● WHAT THE EXERCISE ASKS: Word for word, restate the lines from the start of the data below through the line containing "order are always".

● EXTRACTED RECORDS:
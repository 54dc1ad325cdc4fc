//! Dispatch engine: the single owner of the entity store at runtime.
//!
//! All mutation API calls and all simulation ticks go through the engine.
//! Each one takes the store lock for its whole check-then-commit step, so
//! a timer tick and a user request touching the same order are always
//! applied one after the other. Events are published while the lock is
//! still held, which keeps event order equal to commit order.

pub mod lifecycle;

use crate::event_bus::EventBus;
use crate::generator::OrderGenerator;
use crate::random::RandomSource;
use crate::ranking;
use crate::simulation::{DispatchSimulator, TickOutcome};
use crate::state::{DispatchError, OrderStateMachine};
use crate::stats;
use chrono::Utc;
use dispatch_config::Config;
use dispatch_storage::EntityStore;
use dispatch_types::{
	DashboardStats, DispatchEvent, Driver, DriverWorkload, EventSource, NewOrder, Order,
	OrderStatus, RegionSummary,
};
use std::future::Future;
use std::sync::Arc;
use std::time::Duration;
use thiserror::Error;
use tokio::sync::Mutex;
use tokio::time::MissedTickBehavior;
use tracing::instrument;

/// Errors that can occur while building or running the engine.
#[derive(Debug, Error)]
pub enum EngineError {
	#[error("Configuration error: {0}")]
	Config(String),
	#[error("Storage error: {0}")]
	Storage(String),
}

/// Store and random source, guarded together so that a tick sees a
/// consistent pair.
struct DispatchState {
	store: EntityStore,
	rng: Box<dyn RandomSource>,
}

/// Runtime handle over the dispatch state.
#[derive(Clone)]
pub struct DispatchEngine {
	/// Dashboard configuration.
	config: Config,
	/// Shared store and random source.
	state: Arc<Mutex<DispatchState>>,
	/// Periodic transition rules.
	simulator: DispatchSimulator,
	/// Source of simulated incoming orders.
	generator: OrderGenerator,
	/// Event bus for change notifications.
	event_bus: EventBus,
}

impl DispatchEngine {
	/// Creates an engine over an already-populated store.
	pub fn new(
		config: Config,
		store: EntityStore,
		rng: Box<dyn RandomSource>,
		event_bus: EventBus,
	) -> Self {
		let simulator = DispatchSimulator::from_config(&config.dispatch);
		Self {
			config,
			state: Arc::new(Mutex::new(DispatchState { store, rng })),
			simulator,
			generator: OrderGenerator::default(),
			event_bus,
		}
	}

	/// Runs the periodic simulation until Ctrl-C is received.
	pub async fn run(&self) {
		self.run_until(async {
			if let Err(e) = tokio::signal::ctrl_c().await {
				tracing::error!("Failed to listen for shutdown signal: {}", e);
				std::future::pending::<()>().await;
			}
		})
		.await;
	}

	/// Runs the periodic simulation until `shutdown` resolves.
	///
	/// The first tick fires one interval after start. A tick can only be
	/// interrupted while waiting for the store lock, before it has changed
	/// anything.
	pub async fn run_until<F>(&self, shutdown: F)
	where
		F: Future<Output = ()>,
	{
		let period = Duration::from_secs(self.config.dispatch.tick_interval_seconds);
		let mut interval = tokio::time::interval(period);
		interval.set_missed_tick_behavior(MissedTickBehavior::Delay);
		// The first tick of a tokio interval completes immediately
		interval.tick().await;

		tokio::pin!(shutdown);
		tracing::info!(
			interval_seconds = period.as_secs(),
			"Dispatch simulation started"
		);

		loop {
			tokio::select! {
				_ = interval.tick() => {
					self.tick().await;
				}
				_ = &mut shutdown => {
					break;
				}
			}
		}

		tracing::info!("Dispatch simulation stopped");
	}

	/// Applies one simulation tick and publishes the resulting events.
	pub async fn tick(&self) -> TickOutcome {
		let mut guard = self.state.lock().await;
		let DispatchState { store, rng } = &mut *guard;

		let outcome = self.simulator.tick(store, rng.as_mut());

		if let Some(order) = &outcome.assigned {
			tracing::info!(
				order_id = %order.id,
				driver_id = order.driver_id.as_deref().unwrap_or_default(),
				"Order assigned by dispatch"
			);
			self.publish(DispatchEvent::OrderAssigned {
				order: order.clone(),
				source: EventSource::Simulation,
			});
		}
		if let Some(order) = &outcome.delivered {
			tracing::info!(order_id = %order.id, "Order delivered");
			self.publish(DispatchEvent::OrderDelivered {
				order: order.clone(),
				source: EventSource::Simulation,
			});
		}
		if outcome.is_empty() {
			tracing::debug!("Dispatch tick made no change");
		}

		outcome
	}

	/// Creates a pending order.
	#[instrument(skip_all, fields(client = %request.client))]
	pub async fn create_order(&self, request: NewOrder) -> Result<Order, DispatchError> {
		let mut guard = self.state.lock().await;
		let order = OrderStateMachine::create_order(&mut guard.store, request, Utc::now())?;

		tracing::info!(
			order_id = %order.id,
			amount = %dispatch_types::format_amount(order.amount),
			"Order created"
		);
		self.publish(DispatchEvent::OrderCreated {
			order: order.clone(),
			source: EventSource::Manual,
		});
		Ok(order)
	}

	/// Creates a random pending order, as the dashboard's refresh action does.
	#[instrument(skip_all)]
	pub async fn simulate_incoming_order(&self) -> Result<Order, DispatchError> {
		let mut guard = self.state.lock().await;
		let DispatchState { store, rng } = &mut *guard;

		let request = self.generator.next_request(store.order_count(), rng.as_mut());
		let order = OrderStateMachine::create_order(store, request, Utc::now())?;

		tracing::info!(order_id = %order.id, "Incoming order received");
		self.publish(DispatchEvent::OrderCreated {
			order: order.clone(),
			source: EventSource::Simulation,
		});
		Ok(order)
	}

	/// Gives a pending order to a driver.
	#[instrument(skip(self))]
	pub async fn assign_driver(
		&self,
		order_id: &str,
		driver_id: &str,
	) -> Result<Order, DispatchError> {
		let mut guard = self.state.lock().await;
		let order = OrderStateMachine::assign_driver(&mut guard.store, order_id, driver_id)?;

		tracing::info!("Order assigned");
		self.publish(DispatchEvent::OrderAssigned {
			order: order.clone(),
			source: EventSource::Manual,
		});
		Ok(order)
	}

	/// Marks an assigned order as delivered.
	#[instrument(skip(self))]
	pub async fn mark_delivered(&self, order_id: &str) -> Result<Order, DispatchError> {
		let mut guard = self.state.lock().await;
		let order = OrderStateMachine::mark_delivered(&mut guard.store, order_id)?;

		tracing::info!("Order delivered");
		self.publish(DispatchEvent::OrderDelivered {
			order: order.clone(),
			source: EventSource::Manual,
		});
		Ok(order)
	}

	/// Snapshot of all orders, most recent first.
	pub async fn list_orders(&self) -> Vec<Order> {
		self.state.lock().await.store.list_orders()
	}

	/// Snapshot of all drivers, in seed order.
	pub async fn list_drivers(&self) -> Vec<Driver> {
		self.state.lock().await.store.list_drivers()
	}

	pub async fn find_order(&self, order_id: &str) -> Option<Order> {
		self.state.lock().await.store.find_order(order_id)
	}

	pub async fn find_driver(&self, driver_id: &str) -> Option<Driver> {
		self.state.lock().await.store.find_driver(driver_id)
	}

	pub async fn orders_by_status(&self, status: OrderStatus) -> Vec<Order> {
		self.state.lock().await.store.orders_by_status(status)
	}

	/// Current dashboard statistics.
	pub async fn stats(&self) -> DashboardStats {
		stats::compute_stats(&self.state.lock().await.store)
	}

	/// Drivers by revenue, optionally truncated to the first `limit`.
	pub async fn ranking(&self, limit: Option<usize>) -> Vec<Driver> {
		let mut ranked = ranking::rank_drivers(self.state.lock().await.store.drivers());
		if let Some(limit) = limit {
			ranked.truncate(limit);
		}
		ranked
	}

	/// Drivers rated at least `min_rating`, best first.
	pub async fn top_drivers(&self, min_rating: f64) -> Vec<Driver> {
		ranking::top_drivers_by_rating(self.state.lock().await.store.drivers(), min_rating)
	}

	/// Assigned orders per driver.
	pub async fn driver_workload(&self) -> Vec<DriverWorkload> {
		ranking::driver_workload(&self.state.lock().await.store)
	}

	pub async fn drivers_in_region(&self, region: &str) -> Vec<Driver> {
		ranking::drivers_in_region(self.state.lock().await.store.drivers(), region)
	}

	/// Handled orders and revenue per region, highest revenue first.
	pub async fn region_summary(&self) -> Vec<RegionSummary> {
		ranking::region_summary(&self.state.lock().await.store)
	}

	/// Returns a reference to the event bus.
	pub fn event_bus(&self) -> &EventBus {
		&self.event_bus
	}

	/// Returns a reference to the configuration.
	pub fn config(&self) -> &Config {
		&self.config
	}

	fn publish(&self, event: DispatchEvent) {
		// No subscribers is fine
		self.event_bus.publish(event).ok();
	}
}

● RESPONSE:
repository 54dc1ad325cdc4fc
//! Dispatch engine: the single owner of the entity store at runtime.
//!
//! All mutation API calls and all simulation ticks go through the engine.
//! Each one takes the store lock for its whole check-then-commit step, so
//! a timer tick and a user request touching the same order are always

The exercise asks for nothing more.